START PROVIDED ENTRIES

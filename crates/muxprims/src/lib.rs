//! Many independent byte streams over one duplex connection, and a remote
//! command proxy built on top.
//!
//! # Crate Structure
//!
//! - [`transport`]: duplex byte streams (Unix sockets, child stdio, own stdio)
//! - [`frame`]: control frame codec (OPEN, CLOSE, CLOSEACK, REQUEST, TRANSMIT)
//! - [`mux`]: credit-based channel multiplexer
//! - [`proxy`]: remote exec and file commands (behind `proxy` feature)

/// Re-export transport types.
pub mod transport {
    pub use muxprims_transport::*;
}

/// Re-export frame types.
pub mod frame {
    pub use muxprims_frame::*;
}

/// Re-export multiplexer types.
pub mod mux {
    pub use muxprims_mux::*;
}

/// Re-export command proxy types (requires `proxy` feature).
#[cfg(feature = "proxy")]
pub mod proxy {
    pub use muxprims_proxy::*;
}
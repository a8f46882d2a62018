#![cfg(unix)]

mod common;

use std::io::{BufRead, BufReader, Read, Write};
use std::time::{Duration, Instant};

use common::{temp_dir, Session};
use muxprims_proxy::{ExecRequest, ProxyError};

#[test]
fn cat_echoes_lines_and_exits_zero() {
    let session = Session::start();
    let process = session.client.exec(&ExecRequest::new(["cat"])).unwrap();

    let mut stdin = process.stdin();
    for i in 0..10 {
        writeln!(stdin, "{i}").unwrap();
    }
    process.close_stdin().unwrap();

    let mut joined = String::new();
    for line in BufReader::new(process.stdout()).lines() {
        joined.push_str(&line.unwrap());
    }
    assert_eq!(joined, "0123456789");
    assert_eq!(process.wait().unwrap(), 0);
    assert_eq!(process.exit_code(), Some(0));

    drop(process);
    session.finish();
}

#[test]
fn exit_code_is_available_without_waiting() {
    let session = Session::start();
    let process = session.client.exec(&ExecRequest::new(["true"])).unwrap();
    process.close_stdin().unwrap();

    let deadline = Instant::now() + Duration::from_secs(10);
    let mut code = process.exit_code();
    while code.is_none() && Instant::now() < deadline {
        std::thread::sleep(Duration::from_millis(20));
        code = process.exit_code();
    }
    assert_eq!(code, Some(0));
    assert_eq!(process.wait().unwrap(), 0);

    drop(process);
    session.finish();
}

#[test]
fn destroy_kills_a_long_running_process() {
    let session = Session::start();
    let process = session
        .client
        .exec(&ExecRequest::new(["sleep", "60"]))
        .unwrap();

    assert_eq!(process.exit_code(), None);
    let started = Instant::now();
    process.destroy().unwrap();
    let code = process.wait().unwrap();
    assert_ne!(code, 0);
    assert_eq!(code, 128 + libc::SIGKILL);
    assert!(started.elapsed() < Duration::from_secs(30));

    drop(process);
    session.finish();
}

#[test]
fn exit_code_and_stderr_are_forwarded() {
    let session = Session::start();
    let process = session
        .client
        .exec(&ExecRequest::new(["sh", "-c", "echo oops 1>&2; exit 7"]))
        .unwrap();
    process.close_stdin().unwrap();

    let mut err = String::new();
    let mut stderr = process.stderr();
    stderr.read_to_string(&mut err).unwrap();
    assert_eq!(err, "oops\n");
    assert_eq!(process.wait().unwrap(), 7);

    drop(process);
    session.finish();
}

#[test]
fn redirect_merges_stderr_into_stdout() {
    let session = Session::start();
    let request = ExecRequest::new(["sh", "-c", "echo out; echo err 1>&2"]).redirect_stderr(true);
    let process = session.client.exec(&request).unwrap();
    process.close_stdin().unwrap();

    let mut out = String::new();
    let mut stdout = process.stdout();
    stdout.read_to_string(&mut out).unwrap();
    assert!(out.contains("out\n") && out.contains("err\n"), "got {out:?}");

    let mut err = Vec::new();
    let mut stderr = process.stderr();
    stderr.read_to_end(&mut err).unwrap();
    assert!(err.is_empty());
    assert_eq!(process.wait().unwrap(), 0);

    drop(process);
    session.finish();
}

#[test]
fn environment_and_directory_are_applied() {
    let session = Session::start();
    let dir = temp_dir("execdir");
    let dir = dir.canonicalize().unwrap();

    let request = ExecRequest::new(["sh", "-c", "echo \"$MUXP_VALUE:$PWD\""])
        .env("MUXP_VALUE", "42")
        .dir(dir.to_string_lossy());
    let process = session.client.exec(&request).unwrap();
    process.close_stdin().unwrap();

    let mut out = String::new();
    let mut stdout = process.stdout();
    stdout.read_to_string(&mut out).unwrap();
    assert_eq!(out.trim_end(), format!("42:{}", dir.display()));
    assert_eq!(process.wait().unwrap(), 0);

    drop(process);
    session.finish();
    let _ = std::fs::remove_dir_all(&dir);
}

#[test]
fn replacing_the_environment_drops_server_variables() {
    let session = Session::start();
    let request = ExecRequest::new(["/bin/sh", "-c", "echo \"[$HOME]\""]).append_env(false);
    let process = session.client.exec(&request).unwrap();
    process.close_stdin().unwrap();

    let mut out = String::new();
    let mut stdout = process.stdout();
    stdout.read_to_string(&mut out).unwrap();
    assert_eq!(out.trim_end(), "[]");

    drop(process);
    session.finish();
}

#[test]
fn spawn_failure_is_reported_and_session_continues() {
    let session = Session::start();
    let err = session
        .client
        .exec(&ExecRequest::new(["/definitely/not/a/program"]))
        .unwrap_err();
    match err {
        ProxyError::Remote(message) => assert!(message.contains("/definitely/not/a/program")),
        other => panic!("unexpected error: {other}"),
    }

    assert!(!session.client.getcwd().unwrap().is_empty());
    session.finish();
}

END PROVIDED ENTRIES

● INSTRUCTIONS FOR THE TASK: Looking over the records, find each line with the word "ProxyError" and copy it.

● WRITTEN ANSWER:
use muxprims_proxy::{ExecRequest, ProxyError};
        ProxyError::Remote(message) => assert!(message.contains("/definitely/not/a/program")),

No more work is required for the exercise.